Rheinuferfiltrat liefert Brauchwasser mit 11°C
Energieexperte Oberle recherchierte, dass im Gewerbegebiet Brunnen existierten, die früher Rheinuferfiltrat als Brauchwasser bereitgestellt haben. Diese Brunnen ließ die Gewerbepark Hochrhein GmbH reaktivieren, um den Betrieben im Gewerbegebiet Waldshut-Tiengen Grundwasser mit 11°C Temperatur über ein Netzwerk anzubieten. Der Planer erkannte die Chance zum Energiesparen: So lässt sich das Wasser hervorragend für den Betrieb einer Wärmepumpe nutzen. Dem Bauherrn fiel die Entscheidung zugunsten dieser Lösung leicht: Sie macht den Markt nicht nur unabhängiger von steigenden Energiekosten für Erdgas, sondern überzeugte auch durch ihren ökologischen Ansatz und die Nachhaltigkeit. Oberle wählte also eine für den Markt passende Wärmepumpe aus – eine Maschine des Typs: „GLWH 3602 BA2“ der GEA Happel Klimatechnik GmbH mit etwa 1090 kW Heizleistung – und plante die Heiztechnik entsprechend um.

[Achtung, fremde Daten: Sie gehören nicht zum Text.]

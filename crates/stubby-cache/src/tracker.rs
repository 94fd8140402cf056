use jiff::Timestamp;
use std::sync::Arc;
use std::time::Duration;
use stubby_core::{QuotaKey, UsageQuota};
use tracing::{info, info_span, Span};

/// Outcome of a quota check.
#[derive(Debug, Clone, Copy, PartialEq, Eq)]
pub enum QuotaDecision {
    Allowed { used: u64, limit: u64 },
    Exceeded { used: u64, limit: u64 },
}

impl QuotaDecision {
    pub fn is_allowed(&self) -> bool {
        matches!(self, QuotaDecision::Allowed { .. })
    }

    pub fn used(&self) -> u64 {
        match self {
            QuotaDecision::Allowed { used, .. } | QuotaDecision::Exceeded { used, .. } => *used,
        }
    }
}

/// Tracks per-user usage against subscription windows.
///
/// Counters are opened with a window lasting until the end of the caller's
/// current subscription period, so they reset when the period rolls over.
#[derive(Debug)]
pub struct UsageTracker<Q> {
    quota: Arc<Q>,
    span: Span,
}

impl<Q> Clone for UsageTracker<Q> {
    fn clone(&self) -> Self {
        Self {
            quota: Arc::clone(&self.quota),
            span: self.span.clone(),
        }
    }
}

impl<Q: UsageQuota> UsageTracker<Q> {
    pub fn new(quota: Q) -> Self {
        Self::with_span(quota, info_span!("usage_tracker"))
    }

    pub fn with_span(quota: Q, span: Span) -> Self {
        Self {
            quota: Arc::new(quota),
            span,
        }
    }

    /// Returns the underlying quota backend.
    pub fn quota(&self) -> &Q {
        &self.quota
    }

    /// Current usage for `key` in the window ending at `window_end`.
    pub async fn current_usage(&self, key: &QuotaKey, window_end: Timestamp) -> u64 {
        let window = remaining_window(window_end, Timestamp::now());
        info!(parent: &self.span, key = %key, ?window, "reading current usage");
        self.quota.get_or_init(key, window).await
    }

    /// Records one unit of usage for `key`.
    pub async fn record_usage(&self, key: &QuotaKey) {
        info!(parent: &self.span, key = %key, "recording usage");
        self.quota.increment(key).await;
    }

    /// Checks whether one more unit fits under `limit`.
    pub async fn check(&self, key: &QuotaKey, limit: u64, window_end: Timestamp) -> QuotaDecision {
        let used = self.current_usage(key, window_end).await;
        if used < limit {
            QuotaDecision::Allowed { used, limit }
        } else {
            QuotaDecision::Exceeded { used, limit }
        }
    }
}

/// Time left until `window_end`, never shorter than one millisecond.
fn remaining_window(window_end: Timestamp, now: Timestamp) -> Duration {
    let millis = window_end.as_millisecond() - now.as_millisecond();
    Duration::from_millis(u64::try_from(millis).unwrap_or(0).max(1))
}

Rund 66 km Rohre für die Fußbodenheizung (bzw. -kühlung) wurden in dem Markt in Waldshut verbaut.
Haustechnik während des Rohbaus korrigiert
Die erste Hürde war der Aufstellort: Der Rohbau war schon fertig und für die Wärmepumpe kein Platz vorgesehen. Ein Technikraum im ersten Obergeschoss bot zwar genügend Raum, aber keine Tür, um die Wärmepumpe einzubringen. Sie wurde erst nachträglich eingebaut. In dem Technikraum befindet sich nun auch der Übergabepunkt vom Kaltwassernetz. Ein Wärmetauscher von GEA-„Ecoflex“ trennt das Kaltwassernetz von dem hausinternen Wasserkreislauf und beugt so einem Verschlammen des Heizungssystems durch das Brauchwasser vor.
66 km Rohrnetz für die Fußbodenheizung
Bei einer Wärmepumpenlösung sind niedrige Vorlauftemperaturen wie die einer Fußbodenheizung von Vorteil. Darauf war der Zeitplan jedoch nicht ausgelegt. „Der Termin für die Markteröffnung stand bereits fest, und nun kamen wir mit der Idee, eine Fußbodenheizung zu installieren“, so Oberle. „Das führte zu einem ehrgeizigen Timing.“ Auf den Tag genau musste das Verlegen der rund 66 km 20er-Rohre in der rund 10.000 m² großen Halle erledigt sein, damit der Fußboden rechtzeitig fertiggestellt und die Regale aufgebaut werden konnten. Das Rohrgeflecht ist unterteilt in fünf separate Kreise, die Kunststoffrohre liegen mäanderförmig mit einem Abstand von etwa 15 cm im Beton.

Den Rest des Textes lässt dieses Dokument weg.